Task instructions>
Only these lines are needed: the first line of the entries below through the line with "id and never", each returned exactly.

Collected data entries:
//! Quantified invariant tests: properties that must hold across many
//! randomly generated runs, not just the specific scenarios in
//! `tests/scenarios.rs`.

use proptest::prelude::*;
use rand::SeedableRng;
use rand_chacha::ChaCha8Rng;

use consensus_core::signature::{private_key_for, sign, verify};
use consensus_sim::{Kernel, LinkFault, Topology, TopologyRestriction};

use consensus_protocols::byzantine_three_pc::{self, ByzantineThreePc};
use consensus_protocols::oral_messages::{self, OralMessages};

const BASE_RESTRICTIONS: [TopologyRestriction; 3] = [
    TopologyRestriction::BidirectionalLinks,
    TopologyRestriction::Connectivity,
    TopologyRestriction::InitialDistinctValues,
];

proptest! {
    /// Signature round-trip: for any canonical string and any node id, the
    /// signature that node produces verifies against its own id and never
    /// against a different one (barring an astronomically unlikely hash
    /// collision in the truncated digest).
    #[test]
    fn signature_round_trips_and_rejects_other_signers(
        data in "[a-z]{1,12}:[0-9]{1,3}",
        signer in 1u64..100,
        impostor in 101u64..200,
    ) {
        let key = private_key_for(signer);
        let sig = sign(&data, &key);
        prop_assert!(verify(&data, &sig, signer));
        prop_assert!(!verify(&data, &sig, impostor));
    }

    /// Agreement: across a range of topologies and seeds, every honest
    /// Byzantine-3PC node ends in the same terminal status (all DONE after
    /// commit, or all DONE after abort) — FAULTY's equivocation never
    /// splits honest outcomes given a tolerable fault count.
    #[test]
    fn byzantine_three_pc_honest_nodes_agree(seed in 0u64..64, extra_nodes in 0usize..4) {
        let n = 4 + extra_nodes; // n >= 3*1+1 for m=1 always holds here
        let m = 1;
        let coordinator = 0;
        let mut rng = ChaCha8Rng::seed_from_u64(seed);
        let topology = Topology::complete_graph(n, &mut rng);
        let faulty_slots: Vec<usize> = (0..n).filter(|&s| s != coordinator).take(m).collect();

        let mut kernel: Kernel<ByzantineThreePc> = Kernel::new(
            topology,
            |slot| {
                if slot == coordinator {
                    byzantine_three_pc::Status::Coordinator
                } else if faulty_slots.contains(&slot) {
                    byzantine_three_pc::Status::Faulty
                } else {
                    byzantine_three_pc::Status::Sleep
                }
            },
            rng,
            LinkFault::Reliable,
            3000,
        );
        kernel.apply_restrictions(&BASE_RESTRICTIONS).unwrap();
        for node in kernel.nodes_mut() {
            node.memory.n = n;
            node.memory.m = m;
            node.memory.private_key = private_key_for(node.unique_value);
        }
        kernel.spontaneously_start(coordinator, byzantine_three_pc::Payload::TimeoutPrepared);
        let report = kernel.run().unwrap();

        prop_assert!(report.terminal);
        let honest_statuses: Vec<&String> = report
            .final_statuses
            .iter()
            .enumerate()
            .filter(|(slot, _)| !faulty_slots.contains(slot))
            .map(|(_, s)| s)
            .collect();
        let first = honest_statuses[0];
        prop_assert!(honest_statuses.iter().all(|s| *s == first));
    }

    /// `|decisions| <= total` (invariant 5 of the Oral Messages fold state)
    /// never trips across a spread of `n`/`m` combinations that satisfy
    /// `n >= 3m + 1` — `kernel.run()` would return `Err` and the `unwrap()`
    /// below would panic the test if it did.
    #[test]
    fn oral_messages_never_exceeds_expected_decision_count(seed in 0u64..32, m in 0usize..2) {
        let n = 3 * m + 1 + 2;
        let commander = 0;
        let mut rng = ChaCha8Rng::seed_from_u64(seed);
        let topology = Topology::complete_graph(n, &mut rng);
        let traitor_slots: Vec<usize> = (0..n).filter(|&s| s != commander).take(m).collect();

        let mut kernel: Kernel<OralMessages> = Kernel::new(
            topology,
            |slot| {
                if slot == commander {
                    oral_messages::Status::Commander
                } else if traitor_slots.contains(&slot) {
                    oral_messages::Status::Traitor
                } else {
                    oral_messages::Status::Lieutenant
                }
            },
            rng,
            LinkFault::Reliable,
            3000,
        );
        let mut restrictions = BASE_RESTRICTIONS.to_vec();
        restrictions.push(TopologyRestriction::TotalReliability);
        kernel.apply_restrictions(&restrictions).unwrap();
        for node in kernel.nodes_mut() {
            node.memory.m = m;
            node.memory.global_decision = true;
            if node.slot == commander {
                node.memory.decision = true;
            }
        }
        kernel.spontaneously_start(
            commander,
            oral_messages::Payload::Decision { id: 0, decision: true, m, path: vec![], n: 0 },
        );
        let report = kernel.run().unwrap();

        // An invariant-5 violation would make `kernel.run()` return `Err`,
        // which the `unwrap()` above turns into a panic; reaching this
        // line at all already demonstrates the invariant held.
        prop_assert!(report.terminal, "run should quiesce within the tick budget");
    }
}

#[test]
fn validity_honest_commander_decision_is_the_decision_every_honest_lieutenant_reaches() {
    // Validity: if the commander is honest, every honest lieutenant must
    // decide on the commander's actual order.
    let n = 4;
    let m = 1;
    let commander = 0;
    let mut rng = ChaCha8Rng::seed_from_u64(99);
    let topology = Topology::complete_graph(n, &mut rng);
    let traitor_slots: Vec<usize> = (0..n).filter(|&s| s != commander).take(m).collect();

    for &order in &[true, false] {
        let mut rng = ChaCha8Rng::seed_from_u64(99);
        let topology = Topology::complete_graph(n, &mut rng);
        let mut kernel: Kernel<OralMessages> = Kernel::new(
            topology,
            |slot| {
                if slot == commander {
                    oral_messages::Status::Commander
                } else if traitor_slots.contains(&slot) {
                    oral_messages::Status::Traitor
                } else {
                    oral_messages::Status::Lieutenant
                }
            },
            rng,
            LinkFault::Reliable,
            3000,
        );
        let mut restrictions = BASE_RESTRICTIONS.to_vec();
        restrictions.push(TopologyRestriction::TotalReliability);
        kernel.apply_restrictions(&restrictions).unwrap();
        for node in kernel.nodes_mut() {
            node.memory.m = m;
            node.memory.global_decision = order;
            if node.slot == commander {
                node.memory.decision = order;
            }
        }
        kernel.spontaneously_start(
            commander,
            oral_messages::Payload::Decision { id: 0, decision: order, m, path: vec![], n: 0 },
        );
        let report = kernel.run().unwrap();

        let expected = if order { "Attack" } else { "Retreat" };
        for (slot, status) in report.final_statuses.iter().enumerate() {
            if slot != commander && !traitor_slots.contains(&slot) {
                assert_eq!(status, expected, "honest lieutenant must match the commander's actual order");
            }
        }
    }
}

Answer below>
//! Quantified invariant tests: properties that must hold across many
//! randomly generated runs, not just the specific scenarios in
//! `tests/scenarios.rs`.

use proptest::prelude::*;
use rand::SeedableRng;
use rand_chacha::ChaCha8Rng;

use consensus_core::signature::{private_key_for, sign, verify};
use consensus_sim::{Kernel, LinkFault, Topology, TopologyRestriction};

use consensus_protocols::byzantine_three_pc::{self, ByzantineThreePc};
use consensus_protocols::oral_messages::{self, OralMessages};

const BASE_RESTRICTIONS: [TopologyRestriction; 3] = [
    TopologyRestriction::BidirectionalLinks,
    TopologyRestriction::Connectivity,
    TopologyRestriction::InitialDistinctValues,
];

proptest! {
    /// Signature round-trip: for any canonical string and any node id, the
    /// signature that node produces verifies against its own id and never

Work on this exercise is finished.